**WORK ITEM**
Look for the word "AppState" in the data below, and copy every line that holds it.

**MATERIAL PROVIDED**
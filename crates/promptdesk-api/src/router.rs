//! Route table and the layers shared by every route

use axum::{
    routing::{get, post},
    Router,
};
use tower::ServiceBuilder;
use tower_http::{
    cors::CorsLayer,
    request_id::{MakeRequestUuid, PropagateRequestIdLayer, SetRequestIdLayer},
    trace::TraceLayer,
};

use crate::handlers::{auth, categories, health, prompts, users};
use crate::middleware::{require_identity, require_user};
use crate::state::AppState;

pub fn build_router(state: AppState) -> Router {
    // Role `user` only
    let user_routes: Router<AppState> = Router::new()
        .route("/api/prompts/{tenant_id}", get(prompts::list_prompts))
        .route_layer(axum::middleware::from_fn_with_state(state.clone(), require_user));

    // Any authenticated identity
    let identity_routes: Router<AppState> = Router::new()
        .route("/users/me", get(users::me))
        .route("/categories", get(categories::list_categories))
        .route("/categories/", get(categories::list_categories))
        .route_layer(axum::middleware::from_fn_with_state(state.clone(), require_identity));

    Router::new()
        .route("/", get(health::root))
        .route("/health", get(health::health_check))
        .route("/health/ready", get(health::readiness_check))
        .route("/auth/token", post(auth::issue_token))
        .merge(user_routes)
        .merge(identity_routes)
        .layer(
            ServiceBuilder::new()
                .layer(SetRequestIdLayer::x_request_id(MakeRequestUuid))
                .layer(TraceLayer::new_for_http())
                .layer(PropagateRequestIdLayer::x_request_id())
                .layer(CorsLayer::permissive()),
        )
        .with_state(state)
}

**OUTPUT**
use crate::state::AppState;
pub fn build_router(state: AppState) -> Router {
    let user_routes: Router<AppState> = Router::new()
    let identity_routes: Router<AppState> = Router::new()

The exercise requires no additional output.